= Ulderico Marcelli =

Italian composer and conductor (1882–1962)

Ulderico Marcelli, also known as Rico Marcelli (October 3, 1882 – August 17, 1962), was a 20th-century Italian composer who became known in the United States for writing operas and musical accompaniment for dramatic performances, and for his skill as an orchestra conductor. Called "Rico" by his friends, Marcelli was born in Rome, then was raised in Chile and educated at the conservatory in Santiago, the capital. Marcelli went to Ecuador in 1900 to teach at the conservatory in Quito, but was disliked by his students, many of whom transferred to study with conservatory Director Domenico Brescia. However, his renown as a skilled violin player grew.

Marcelli married a woman named Clementina (1879–1956); the couple had two daughters, Aida and Gloria Emma, the second born in 1906. On January 26, 1910, Marcelli and his family, accompanied by his sister Julia Marcelli, arrived in San Francisco. By 1913, Marcelli was a member of the French horn section at the San Francisco Symphony as well as concert master for "Demetrio's Venetian Orchestra of Soloists", a well-regarded "cafe orchestra."

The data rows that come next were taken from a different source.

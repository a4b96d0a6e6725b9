//! Delivery dispatch for one alert: select due work, render, send, record.
//!
//! Batch-capable channels get one digest per chunk of due deliveries and the
//! chunk shares a single outcome. Other channels get one message per delivery.

use std::collections::HashMap;
use std::sync::Arc;
use std::time::Instant;

use sqlx::PgPool;
use uuid::Uuid;

use newswire_common::config::DispatchSettings;
use newswire_common::error::DispatchError;
use newswire_common::types::{Article, Channel, DueDelivery, Priority, UserPreferences};
use newswire_engine::alerts::ActiveAlert;
use newswire_engine::matcher::ArticleMatcher;
use newswire_engine::priority;
use newswire_notifier::escalation::{Escalator, GiveUp};
use newswire_notifier::render;
use newswire_notifier::sender::SenderRegistry;

use crate::retry::{self, FailureRecord, RetryPolicy};
use crate::summary::{RunSummary, elapsed_ms};

/// Stored on deliveries whose article disappeared from the catalog.
pub const MISSING_ARTICLE: &str = "missing_article";

const DEFAULT_SEARCH_NAME: &str = "Saved search";

/// Run-wide cap on due deliveries handled per owner across all their alerts.
#[derive(Debug, Default)]
pub struct OwnerBudget {
    cap: usize,
    used: HashMap<Uuid, usize>,
}

impl OwnerBudget {
    pub fn new(cap: usize) -> Self {
        Self {
            cap,
            used: HashMap::new(),
        }
    }

    /// Consume one unit for `user_id`; `false` once the owner is at the cap.
    pub fn take(&mut self, user_id: Uuid) -> bool {
        let used = self.used.entry(user_id).or_insert(0);
        if *used >= self.cap {
            return false;
        }
        *used += 1;
        true
    }
}

/// Group due deliveries by dedupe key, keeping first-seen order.
pub fn group_by_dedupe_key<'a>(items: &'a [(DueDelivery, Article)]) -> Vec<Vec<&'a Article>> {
    let mut order: Vec<String> = Vec::new();
    let mut groups: HashMap<String, Vec<&'a Article>> = HashMap::new();

    for (delivery, article) in items {
        let key = if delivery.dedupe_key.is_empty() {
            article.id.to_string()
        } else {
            delivery.dedupe_key.clone()
        };
        if !groups.contains_key(&key) {
            order.push(key.clone());
        }
        groups.entry(key).or_default().push(article);
    }

    order
        .into_iter()
        .filter_map(|key| groups.remove(&key))
        .collect()
}

pub struct Dispatcher {
    senders: SenderRegistry,
    escalator: Arc<Escalator>,
    policy: RetryPolicy,
    max_per_user: usize,
    max_items_per_email: usize,
    brand: String,
}

impl Dispatcher {
    pub fn new(settings: &DispatchSettings, senders: SenderRegistry, escalator: Arc<Escalator>) -> Self {
        Self {
            senders,
            escalator,
            policy: RetryPolicy::from_settings(settings),
            max_per_user: settings.max_per_user,
            max_items_per_email: settings.max_items_per_email.max(1),
            brand: settings.brand_name.clone(),
        }
    }

    pub fn policy(&self) -> &RetryPolicy {
        &self.policy
    }

    /// Due deliveries for one alert on its channel. Rows whose stored priority
    /// the owner currently routes come first, then oldest schedule first, so
    /// orphaned rows only take up slots routable work leaves free.
    pub async fn load_due(
        &self,
        pool: &PgPool,
        active: &ActiveAlert,
        prefs: &UserPreferences,
    ) -> Result<Vec<DueDelivery>, DispatchError> {
        let routed: Vec<String> = [Priority::P0, Priority::P1, Priority::P2]
            .into_iter()
            .filter(|p| prefs.routes(*p))
            .map(|p| p.as_str().to_string())
            .collect();

        let rows = sqlx::query_as(
            r#"
            SELECT
              d.id, d.alert_id, d.user_id, d.article_id, d.channel, a.target,
              d.attempt_count, d.dedupe_key, d.priority
            FROM alert_deliveries d
            JOIN alerts a ON a.id = d.alert_id
            WHERE d.alert_id = $1
              AND d.channel = $2
              AND d.status IN ('PENDING', 'FAILED')
              AND d.next_attempt_at <= now()
              AND d.attempt_count < $3
            ORDER BY (d.priority = ANY($5)) DESC, d.next_attempt_at ASC, d.created_at ASC
            LIMIT $4
            "#,
        )
        .bind(active.alert.id)
        .bind(&active.alert.channel)
        .bind(self.policy.max_attempts)
        .bind(self.max_per_user as i64)
        .bind(&routed)
        .fetch_all(pool)
        .await?;

        Ok(rows)
    }

    /// Dispatch everything due for `active` on `channel`.
    pub async fn dispatch_alert(
        &self,
        pool: &PgPool,
        matcher: &ArticleMatcher,
        active: &ActiveAlert,
        channel: Channel,
        prefs: &UserPreferences,
        budget: &mut OwnerBudget,
        summary: &mut RunSummary,
    ) -> Result<(), DispatchError> {
        let due = self.load_due(pool, active, prefs).await?;
        if due.is_empty() {
            return Ok(());
        }

        let mut ready: Vec<(DueDelivery, Article)> = Vec::new();
        for mut delivery in due {
            // Unrouted rows never consume the owner's budget.
            if !self.route(pool, active, prefs, &mut delivery).await? {
                summary.unrouted += 1;
                continue;
            }

            if !budget.take(delivery.user_id) {
                continue;
            }

            match matcher.fetch_article(pool, delivery.article_id).await? {
                Some(article) => ready.push((delivery, article)),
                None => {
                    tracing::warn!(
                        delivery_id = %delivery.id,
                        article_id = delivery.article_id,
                        "Delivery references a missing article"
                    );
                    let mut conn = pool.acquire().await?;
                    let record =
                        retry::mark_failed(&mut conn, &self.policy, delivery.id, delivery.attempt_count, MISSING_ARTICLE)
                            .await?;
                    drop(conn);
                    self.after_failure(&delivery, record, MISSING_ARTICLE, summary).await;
                }
            }
        }

        if ready.is_empty() {
            return Ok(());
        }

        if channel.is_batch_capable() {
            for chunk in ready.chunks(self.max_items_per_email) {
                self.send_digest(pool, active, channel, chunk, summary).await?;
            }
        } else {
            for (delivery, article) in &ready {
                self.send_single(pool, channel, delivery, article, summary).await?;
            }
        }

        Ok(())
    }

    /// Whether a due delivery may be sent under the owner's current routing.
    /// An orphaned priority is re-derived from the saved search and persisted
    /// when the new one routes.
    async fn route(
        &self,
        pool: &PgPool,
        active: &ActiveAlert,
        prefs: &UserPreferences,
        delivery: &mut DueDelivery,
    ) -> Result<bool, DispatchError> {
        if prefs.routes(delivery.priority) {
            return Ok(true);
        }

        let current = priority::classify(&active.search, &prefs.priority_categories);
        if !prefs.routes(current) {
            tracing::info!(
                delivery_id = %delivery.id,
                user_id = %delivery.user_id,
                priority = %delivery.priority,
                reclassified = %current,
                "Delivery priority not routed, left pending"
            );
            return Ok(false);
        }

        reprioritize(pool, delivery.id, current).await?;
        tracing::info!(
            delivery_id = %delivery.id,
            from = %delivery.priority,
            to = %current,
            "Delivery priority re-evaluated"
        );
        delivery.priority = current;
        Ok(true)
    }

    async fn send_digest(
        &self,
        pool: &PgPool,
        active: &ActiveAlert,
        channel: Channel,
        chunk: &[(DueDelivery, Article)],
        summary: &mut RunSummary,
    ) -> Result<(), DispatchError> {
        let Some((first, _)) = chunk.first() else {
            return Ok(());
        };

        let groups = group_by_dedupe_key(chunk);
        let name = active
            .search
            .name
            .as_deref()
            .map(str::trim)
            .filter(|n| !n.is_empty())
            .unwrap_or(DEFAULT_SEARCH_NAME);
        let subject = render::digest_subject(&self.brand, name, groups.len());
        let body = render::render_digest(&groups, &self.brand);

        tracing::debug!(
            alert_id = %active.alert.id,
            groups = groups.len(),
            items = chunk.len(),
            "Digest grouped"
        );

        let started = Instant::now();
        let result = self
            .senders
            .send(channel, &first.target, Some(&subject), &body)
            .await;
        summary.timings.send_ms += elapsed_ms(started);

        let mut tx = pool.begin().await?;
        match result {
            Ok(()) => {
                let ids: Vec<Uuid> = chunk.iter().map(|(d, _)| d.id).collect();
                retry::mark_sent(&mut tx, &ids).await?;
                tx.commit().await?;
                summary.sent += chunk.len() as u64;

                tracing::info!(
                    alert_id = %active.alert.id,
                    channel = %channel,
                    items = chunk.len(),
                    "Digest delivered"
                );
            }
            Err(e) => {
                let error = e.to_string();
                let mut records = Vec::with_capacity(chunk.len());
                for (delivery, _) in chunk {
                    let record =
                        retry::mark_failed(&mut tx, &self.policy, delivery.id, delivery.attempt_count, &error).await?;
                    records.push(record);
                }
                tx.commit().await?;

                tracing::warn!(
                    alert_id = %active.alert.id,
                    channel = %channel,
                    items = chunk.len(),
                    error = %error,
                    "Digest delivery failed"
                );
                for ((delivery, _), record) in chunk.iter().zip(records) {
                    self.after_failure(delivery, record, &error, summary).await;
                }
            }
        }

        Ok(())
    }

    async fn send_single(
        &self,
        pool: &PgPool,
        channel: Channel,
        delivery: &DueDelivery,
        article: &Article,
        summary: &mut RunSummary,
    ) -> Result<(), DispatchError> {
        let subject = render::item_subject(&self.brand, article);
        let body = render::render_item(article);

        let started = Instant::now();
        let result = self
            .senders
            .send(channel, &delivery.target, Some(&subject), &body)
            .await;
        summary.timings.send_ms += elapsed_ms(started);

        let mut conn = pool.acquire().await?;
        match result {
            Ok(()) => {
                retry::mark_sent(&mut conn, &[delivery.id]).await?;
                summary.sent += 1;
                tracing::info!(
                    delivery_id = %delivery.id,
                    channel = %channel,
                    "Delivery sent"
                );
            }
            Err(e) => {
                let error = e.to_string();
                let record =
                    retry::mark_failed(&mut conn, &self.policy, delivery.id, delivery.attempt_count, &error).await?;
                drop(conn);
                tracing::warn!(
                    delivery_id = %delivery.id,
                    channel = %channel,
                    error = %error,
                    "Delivery failed"
                );
                self.after_failure(delivery, record, &error, summary).await;
            }
        }

        Ok(())
    }

    /// Count a recorded failure and escalate when it was the last attempt.
    async fn after_failure(
        &self,
        delivery: &DueDelivery,
        record: FailureRecord,
        error: &str,
        summary: &mut RunSummary,
    ) {
        match record {
            FailureRecord::Untouched => {}
            FailureRecord::Retrying { attempt, backoff_sec } => {
                summary.failed += 1;
                tracing::debug!(
                    delivery_id = %delivery.id,
                    attempt,
                    backoff_sec,
                    "Delivery scheduled for retry"
                );
            }
            FailureRecord::GaveUp { attempt } => {
                summary.failed += 1;
                summary.giveup += 1;

                let giveup = GiveUp {
                    alert_id: delivery.alert_id,
                    user_id: delivery.user_id,
                    channel: delivery.channel.clone(),
                    target: delivery.target.clone(),
                    attempts: attempt,
                    error: error.to_string(),
                };
                tracing::error!(
                    alert_id = %giveup.alert_id,
                    user_id = %giveup.user_id,
                    channel = %giveup.channel,
                    alert_target = %giveup.target.trim(),
                    attempts = attempt,
                    error = %newswire_common::text::truncate_chars(error, 200),
                    "Delivery given up"
                );
                self.escalator.notify_giveup(&giveup).await;
            }
        }
    }
}

async fn reprioritize(pool: &PgPool, delivery_id: Uuid, priority: Priority) -> Result<(), DispatchError> {
    sqlx::query("UPDATE alert_deliveries SET priority = $2 WHERE id = $1 AND status <> 'SENT'")
        .bind(delivery_id)
        .bind(priority.as_str())
        .execute(pool)
        .await?;
    Ok(())
}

Marcelli's friend Brescia moved to San Francisco in 1914. In 1915 at the Panama–Pacific International Exposition, Marcelli conducted the Exposition Orchestra. At the close of 1918, he was conducting at the T&D Theater in Oakland, and had "every lover of good music in Alameda County worshipping at his shrine." In 1919, Brescia described for Marcelli his work for the Bohemian Club as the composer for the summer musical theater at the Bohemian Grove. Brescia and Marcelli gave a concert called "Midsummer Music of Bohemia" at the Tivoli Theatre in San Francisco, with Brescia conducting selections from his Bohemian Club score, and Marcelli leading two movements from his Water Colors. Marcelli joined the Bohemian Club.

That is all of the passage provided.